Safety begins with a thorough inspection of your company’s premises. Anticipating dangers allows you to prevent them, so a comprehensive walkthrough and survey of your company’s worksite for potential safety violations (e.g. machinery, paint fumes, dust particles) is essential. Effective engineering and design should prevent issues, but once identified, possible hazards should be eliminated and a procedure established to address them.

Talking to employees and understanding some of the day-to-day safety hazards they’re facing is also key as they often notice things that are not obvious to their managers. Worksite inspections should be routine and conducted regularly to quickly identify and resolve issues.

Policy Development and Implementation

You (as a manager) are responsible for establishing a streamlined safety process for your employees. Safety procedures and ways to avoid injury should be written down and communicated clearly. For obvious reasons, written policies and procedures are crucial. Materials can be distributed quickly for employee education, thus avoiding the potential for any ambivalence or miscommunication about job duties and/or safety procedures.

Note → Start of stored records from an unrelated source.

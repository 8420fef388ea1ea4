//! Storage layer error types and operation outcomes

use thiserror::Error;

/// Errors that can occur in the storage layer
#[derive(Error, Debug)]
pub enum StoreError {
    /// No remote identifier/key configured; expected offline condition
    #[error("remote credentials missing")]
    CredentialsMissing,

    /// Network failure or non-success HTTP status from the remote store
    #[error("remote unavailable: {0}")]
    RemoteUnavailable(String),

    /// The remote call did not complete within the configured timeout
    #[error("remote request timed out")]
    Timeout,

    /// A store returned bytes that do not parse as a document
    #[error("malformed data: {0}")]
    MalformedData(String),

    /// Per-collection provider: not all collection writes succeeded
    #[error("partial remote failure: {succeeded}/{total} collection writes succeeded")]
    PartialRemoteFailure { succeeded: usize, total: usize },

    /// Local file I/O failed (quota, permissions, missing directory)
    #[error("IO error: {0}")]
    Io(#[from] std::io::Error),

    /// Serialization failed
    #[error("serialization error: {0}")]
    Serialization(String),
}

impl From<serde_json::Error> for StoreError {
    fn from(err: serde_json::Error) -> Self {
        StoreError::Serialization(err.to_string())
    }
}

impl From<reqwest::Error> for StoreError {
    fn from(err: reqwest::Error) -> Self {
        if err.is_timeout() {
            StoreError::Timeout
        } else {
            StoreError::RemoteUnavailable(err.to_string())
        }
    }
}

/// Result type alias for storage operations
pub type StoreResult<T> = Result<T, StoreError>;

/// Where a saved document ended up
///
/// `save_data` never fails outright; this tells the caller whether the
/// remote write also landed, e.g. to drive a connectivity indicator.
#[derive(Debug, Clone, Copy, PartialEq, Eq)]
pub enum SaveOutcome {
    /// Local and remote both hold the document
    Synced,
    /// Remote write failed or no remote is configured; local copy is durable
    LocalOnly,
}

/// What the reconciliation pass decided
#[derive(Debug, Clone, Copy, PartialEq, Eq)]
pub enum SyncOutcome {
    /// Remote was newer (or local empty); remote copy adopted locally
    AdoptedCloud,
    /// Local was newer (or remote empty); local copy pushed to the remote
    PushedLocal,
    /// Both sides already agree; nothing propagated
    InSync,
    /// Remote unreachable or failed; local copy returned unmodified
    LocalFallback,
    /// Neither side had data; a fresh empty document was created
    Initialized,
}

#[cfg(test)]
mod tests {
    use super::*;

    #[test]
    fn test_error_display() {
        let err = StoreError::CredentialsMissing;
        assert_eq!(err.to_string(), "remote credentials missing");

        let err = StoreError::PartialRemoteFailure {
            succeeded: 2,
            total: 5,
        };
        assert_eq!(
            err.to_string(),
            "partial remote failure: 2/5 collection writes succeeded"
        );
    }

    #[test]
    fn test_serde_json_error_conversion() {
        let parse_err = serde_json::from_str::<serde_json::Value>("{").unwrap_err();
        let store_err: StoreError = parse_err.into();
        assert!(matches!(store_err, StoreError::Serialization(_)));
    }
}
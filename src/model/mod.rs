//! Data model for the cultivation tracker
//!
//! - **document**: the [`Document`], the whole dataset and the unit of sync
//! - **plant**: tracked specimens and the [`Stage`] lifecycle enum
//! - **cultivar**: the variety reference database, with hybrid lineage
//! - **diary**: diary entries with embedded photo payloads
//! - **tracker**: time-stamped growth measurements

pub mod cultivar;
pub mod diary;
pub mod document;
pub mod plant;
pub mod tracker;

pub use cultivar::Cultivar;
pub use diary::{DiaryEntry, Photo};
pub use document::{Collection, Document};
pub use plant::{Plant, Stage};
pub use tracker::Measurement;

There are a number of safety procedures for injury prevention that should be documented, including:

  • Avoidance of potential respiratory hazards and protective equipment
  • Avoidance of environmental hazards
  • Fire prevention
  • Emergency planning
  • Ear protection
  • Equipment safety
  • And of course, ladder safety.

Employee Education and Training

Once safety guidelines are written down and established, education and employee training should be implemented as soon as possible. Lack of knowledge is a big reason why accidents happen, so quick, effective training is key.

OSHA requires that all employees, especially new ones, are trained on all health and safety aspects of their jobs. New employees should be trained immediately, and all employees should be trained or re-trained as soon as potential safety hazards are discovered and documented.

At least once a year, all employees should undergo safety training and take a refresher course on basic procedure. As an example, when it comes to ladder safety, Ladder Safety Hub provides an excellent ladder safety checklist with important reminders:

  • Ladders should always remain free of slipping hazards like oil and grease
  • They should never be overloaded beyond their labeled capacity
  • Ladders should only be used on stable, level surfaces
  • Face the ladder when moving up or down to prevent falls
  • Make sure ladders have slip-resistant surfaces
  • Store ladders in safe areas away from people and/or traffic

Incident Reporting

One of the best ways to ensure employee safety is to continuously report incidents, no matter how small they might seem. Any incident should be reported immediately to ensure facts remain fresh in an employee’s mind, a cause is identified and a corrective procedure put in place.

Constant Evaluation and Goal-Setting

As mentioned above, constant evaluation of a worksite and identification of potential hazards is the key to keeping employees safe. Annual safety training should be a rule, not an exception. Goals should be set annually to surpass the previous year’s safety evaluation; this is done through thorough training and employee education.